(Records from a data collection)
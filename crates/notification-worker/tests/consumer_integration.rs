//! 消费者集成测试
//!
//! 在内存代理上验证拓扑声明、绑定过滤、确认/拒绝与循环存活。

use std::sync::Arc;
use std::time::Duration;

use async_trait::async_trait;
use notification_worker::{EventConsumer, EventHandler, NotificationError};
use order_shared::broker::MessageBroker;
use order_shared::config::MessagingConfig;
use order_shared::events::{
    EventHeader, ORDER_EXCHANGE, OrderCancelled, OrderEvent, OrderEventEnvelope, OrderEventType,
    OrderStatusUpdated,
};
use order_shared::memory_broker::{AckOutcome, InMemoryBroker};
use parking_lot::Mutex;

#[derive(Default)]
struct RecordingHandler {
    seen: Mutex<Vec<(Option<OrderEventType>, String)>>,
    fail_on: Option<OrderEventType>,
}

#[async_trait]
impl EventHandler for RecordingHandler {
    async fn handle(
        &self,
        event_type: Option<OrderEventType>,
        _routing_key: &str,
        event: &OrderEventEnvelope,
    ) -> Result<(), NotificationError> {
        self.seen.lock().push((event_type, event.order_id.clone()));
        if event_type.is_some() && event_type == self.fail_on {
            return Err(NotificationError::Handler("拒绝处理".to_string()));
        }
        Ok(())
    }
}

async fn publish(broker: &InMemoryBroker, order_id: &str, event: OrderEvent) {
    let payload = event.encode(&EventHeader::new(order_id, "u-1")).unwrap();
    broker
        .publish(ORDER_EXCHANGE, event.routing_key(), &payload)
        .await
        .unwrap();
}

fn consumer(
    broker: &Arc<InMemoryBroker>,
    handler: Arc<RecordingHandler>,
    requeue_on_failure: bool,
) -> EventConsumer {
    let config = MessagingConfig {
        requeue_on_failure,
        ..Default::default()
    };
    EventConsumer::new(broker.clone(), &config, handler)
}

#[tokio::test]
async fn test_start_declares_topology() {
    let broker = Arc::new(InMemoryBroker::new());
    let consumer = consumer(&broker, Arc::new(RecordingHandler::default()), false);

    let handle = consumer.start().await.unwrap();

    assert!(broker.has_exchange(ORDER_EXCHANGE));
    assert!(broker.has_queue("notifications"));
    let bindings = broker.bindings();
    assert_eq!(bindings.len(), 1);
    assert_eq!(bindings[0].pattern, "order.*");

    broker.close().await.unwrap();
    let summary = handle.await.unwrap();
    assert_eq!(summary.received, 0);
}

#[tokio::test]
async fn test_single_segment_binding_skips_status_updated() {
    let broker = Arc::new(InMemoryBroker::new());
    let handler = Arc::new(RecordingHandler::default());
    let handle = consumer(&broker, handler.clone(), false)
        .start()
        .await
        .unwrap();

    publish(
        &broker,
        "o-1",
        OrderEvent::StatusUpdated(OrderStatusUpdated {
            old_status: "PENDING".to_string(),
            new_status: "CANCELLED".to_string(),
        }),
    )
    .await;
    publish(
        &broker,
        "o-1",
        OrderEvent::Cancelled(OrderCancelled { reason: None }),
    )
    .await;

    assert!(broker.wait_for_settlements(1, Duration::from_secs(2)).await);
    broker.close().await.unwrap();
    let summary = handle.await.unwrap();

    assert_eq!(summary.received, 1);
    assert_eq!(
        *handler.seen.lock(),
        vec![(Some(OrderEventType::Cancelled), "o-1".to_string())]
    );
}

#[tokio::test]
async fn test_malformed_message_rejected_and_loop_continues() {
    let broker = Arc::new(InMemoryBroker::new());
    let handler = Arc::new(RecordingHandler::default());
    let handle = consumer(&broker, handler.clone(), false)
        .start()
        .await
        .unwrap();

    broker
        .publish(ORDER_EXCHANGE, "order.created", b"not json at all")
        .await
        .unwrap();
    publish(&broker, "o-2", OrderEvent::Delivered).await;

    assert!(broker.wait_for_settlements(2, Duration::from_secs(2)).await);
    broker.close().await.unwrap();
    handle.await.unwrap();

    let settlements = broker.settlements();
    assert_eq!(
        settlements[0].outcome,
        AckOutcome::Rejected { requeued: false }
    );
    assert_eq!(settlements[1].outcome, AckOutcome::Acked);
    assert_eq!(
        *handler.seen.lock(),
        vec![(Some(OrderEventType::Delivered), "o-2".to_string())]
    );
}

#[tokio::test]
async fn test_handler_failure_rejected_without_requeue() {
    let broker = Arc::new(InMemoryBroker::new());
    let handler = Arc::new(RecordingHandler {
        fail_on: Some(OrderEventType::Processing),
        ..Default::default()
    });
    let handle = consumer(&broker, handler.clone(), false)
        .start()
        .await
        .unwrap();

    publish(&broker, "o-1", OrderEvent::Processing).await;
    publish(&broker, "o-1", OrderEvent::Delivered).await;

    assert!(broker.wait_for_settlements(2, Duration::from_secs(2)).await);
    broker.close().await.unwrap();
    let summary = handle.await.unwrap();

    assert_eq!(summary.acked, 1);
    assert_eq!(summary.rejected, 1);
    assert_eq!(
        broker.settlements()[0].outcome,
        AckOutcome::Rejected { requeued: false }
    );
}

#[tokio::test]
async fn test_requeue_policy_is_configurable() {
    let broker = Arc::new(InMemoryBroker::new());
    let handler = Arc::new(RecordingHandler {
        fail_on: Some(OrderEventType::Processing),
        ..Default::default()
    });
    let handle = consumer(&broker, handler.clone(), true)
        .start()
        .await
        .unwrap();

    publish(&broker, "o-1", OrderEvent::Processing).await;

    // 首次拒绝后重新入队，再次投递仍失败
    assert!(broker.wait_for_settlements(2, Duration::from_secs(2)).await);
    broker.close().await.unwrap();
    handle.await.unwrap();

    assert_eq!(
        broker.settlements()[0].outcome,
        AckOutcome::Rejected { requeued: true }
    );
    assert!(handler.seen.lock().len() >= 2);
}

* Work item
The answer should consist of every line above in which "Mutex" appears.

* Solution to the problem
use parking_lot::Mutex;
    seen: Mutex<Vec<(Option<OrderEventType>, String)>>,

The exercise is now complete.